By Michael Kerrisk
March 6, 2013
In this article, we continue last week's
discussion of user namespaces. In particular, we look in more detail
at the interaction of user namespaces and capabilities as well as the
combination of user namespaces with other types of namespaces. For the
moment at least, this article will conclude our series on namespaces.
User namespaces and capabilities
Each process is associated with a particular user namespace. A process
created by a call to fork() or a call to clone() without
the CLONE_NEWUSER flag is placed in the same user namespace as its
parent process. A process can change its user-namespace membership using
setns(), if it has the CAP_SYS_ADMIN capability in the
target namespace; in that case, it obtains a full set of capabilities upon
entering the target namespace.
On the other hand, a clone(CLONE_NEWUSER) call creates a new user
namespace and places the new child process in that namespace. This
call also establishes a parental relationship between the two
namespaces: each user namespace (other than the initial namespace) has a
parent—the user namespace of the process that created it using
clone(CLONE_NEWUSER). A parental relationship between user namespaces
is also established when a process calls
unshare(CLONE_NEWUSER). The difference is that unshare()
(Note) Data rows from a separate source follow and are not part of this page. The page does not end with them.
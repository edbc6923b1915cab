// src/sensor.rs - Reading suppliers and the retry wrapper that feeds the core
use crate::{
    config::SensorConfig,
    enclosure::CycleReadings,
    error::SensorError,
};
use std::time::Duration;
use tracing::{debug, error, warn};

/// After the first failure only every Nth retry is logged at `warn`.
const WARN_EVERY: u32 = 10;

/// Source of one cycle's four raw values.
///
/// A supplier may fail or hand back NaN; [`RetryingSupplier`] turns that into
/// a valid [`CycleReadings`] before anything downstream sees it.
pub trait ReadingSupplier: Send {
    fn sample(&mut self) -> Result<CycleReadings, SensorError>;
}

impl<F> ReadingSupplier for F
where
    F: FnMut() -> Result<CycleReadings, SensorError> + Send,
{
    fn sample(&mut self) -> Result<CycleReadings, SensorError> {
        self()
    }
}

/// Re-samples until all four values are valid.
///
/// With no attempt limit a permanently broken sensor stalls the cycle
/// indefinitely. Set `max_attempts` to surface [`SensorError::Exhausted`] instead.
pub struct RetryingSupplier {
    inner: Box<dyn ReadingSupplier>,
    retry_delay: Duration,
    max_attempts: Option<u32>,
}

impl RetryingSupplier {
    pub fn new(inner: Box<dyn ReadingSupplier>, retry_delay: Duration, max_attempts: Option<u32>) -> Self {
        Self { inner, retry_delay, max_attempts }
    }

    pub fn from_config(inner: Box<dyn ReadingSupplier>, config: &SensorConfig) -> Self {
        Self::new(
            inner,
            Duration::from_millis(config.retry_delay_ms),
            config.max_attempts,
        )
    }

    pub async fn supply(&mut self) -> Result<CycleReadings, SensorError> {
        let mut attempt: u32 = 0;

        loop {
            attempt = attempt.saturating_add(1);

            let failure = match self.inner.sample() {
                Ok(readings) if readings.is_valid() => return Ok(readings),
                Ok(_) => SensorError::Invalid,
                Err(e) => e,
            };

            if let Some(max) = self.max_attempts {
                if attempt >= max {
                    error!("Sensor read failed after {} attempts: {}", attempt, failure);
                    return Err(SensorError::Exhausted(attempt));
                }
            }

            if attempt == 1 || attempt % WARN_EVERY == 0 {
                warn!("Sensor read failed (attempt {}): {}", attempt, failure);
            } else {
                debug!("Sensor read failed (attempt {}): {}", attempt, failure);
            }

            if self.retry_delay.is_zero() {
                tokio::task::yield_now().await;
            } else {
                tokio::time::sleep(self.retry_delay).await;
            }
        }
    }
}

#[cfg(feature = "simulation")]
pub use simulated::SimulatedSupplier;

#[cfg(feature = "simulation")]
mod simulated {
    use super::ReadingSupplier;
    use crate::{
        enclosure::{CycleReadings, Reading},
        error::SensorError,
    };
    use rand::{rngs::StdRng, Rng, SeedableRng};

    /// Random walk around a plausible climate for each enclosure.
    pub struct SimulatedSupplier {
        rng: StdRng,
        current: CycleReadings,
    }

    impl SimulatedSupplier {
        pub fn new() -> Self {
            Self::with_rng(StdRng::from_entropy())
        }

        pub fn with_seed(seed: u64) -> Self {
            Self::with_rng(StdRng::seed_from_u64(seed))
        }

        fn with_rng(rng: StdRng) -> Self {
            Self {
                rng,
                current: CycleReadings::new(Reading::new(24.0, 55.0), Reading::new(30.0, 40.0)),
            }
        }

        fn step(rng: &mut StdRng, reading: &mut Reading) {
            reading.temperature += rng.gen_range(-0.5..0.5);
            reading.humidity = (reading.humidity + rng.gen_range(-1.5..1.5)).clamp(0.0, 100.0);
        }
    }

    impl Default for SimulatedSupplier {
        fn default() -> Self {
            Self::new()
        }
    }

    impl ReadingSupplier for SimulatedSupplier {
        fn sample(&mut self) -> Result<CycleReadings, SensorError> {
            Self::step(&mut self.rng, &mut self.current.avian);
            Self::step(&mut self.rng, &mut self.current.reptilian);
            Ok(self.current)
        }
    }
}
places the caller in the new user namespace, and the parent of that
namespace is the caller's previous user namespace. As we'll see in a
moment, the parental relationship between user
namespaces is important because it defines the capabilities that a process
may have in a child namespace.
Each process also has three associated sets of capabilities: permitted,
effective, and inheritable. The capabilities(7)
manual page describes these three sets in some detail. In this article, it
is mainly the effective capability set that is of interest to us. This set
determines a process's ability to perform privileged operations.
User namespaces change the way in which (effective) capabilities are
interpreted. First, having a capability inside a particular user namespace
allows a process to perform operations only on resources governed by that
namespace; we say more on this point below, when we talk about the
interaction of user namespaces with other types of namespaces. In
addition, whether or not a process has capabilities in a particular
user namespace depends on its namespace membership and the parental relationship
between user namespaces. The rules are as follows:
-
A process has a capability inside a user namespace if it is a member
of the namespace and that capability is present in its effective capability
set. A process may obtain capabilities in its effective set in a number
of ways. The most common reasons are that it executed a program that
conferred capabilities (a set-user-ID program or a program that has
associated file capabilities) or it is the child of a call to
clone(CLONE_NEWUSER), which automatically obtains a full set of
capabilities.
-
If a process has a capability in a user namespace, then it has that
capability in all child (and further removed descendant) namespaces as
well. Put another way: creating a new user namespace does not isolate the
members of that namespace from the effects of privileged processes in a
parent namespace.
-
When a user namespace is created, the kernel records the
effective user ID of the creating process as being the "owner" of the
namespace. A process whose effective user ID matches that of the owner of
a user namespace and which is a member of the parent namespace has all
capabilities in the namespace. By virtue of the previous rule, those
capabilities propagate down into all descendant namespaces as well. This
means that after creation of a new user namespace, other processes owned by
the same user in the parent namespace have all capabilities in the new
namespace.
We can demonstrate the third rule with the help of a small program, userns_setns_test.c. This program
takes one command-line argument: the pathname of a /proc/PID/ns/user file
that identifies a user namespace. It creates a child in a new user
namespace and then both the parent (which remains in the same user
namespace as the shell that was used to invoke the program) and the child
attempt to join the namespace specified on the command line using
setns(); as noted above, setns() requires that the caller
have the CAP_SYS_ADMIN capability in the target namespace.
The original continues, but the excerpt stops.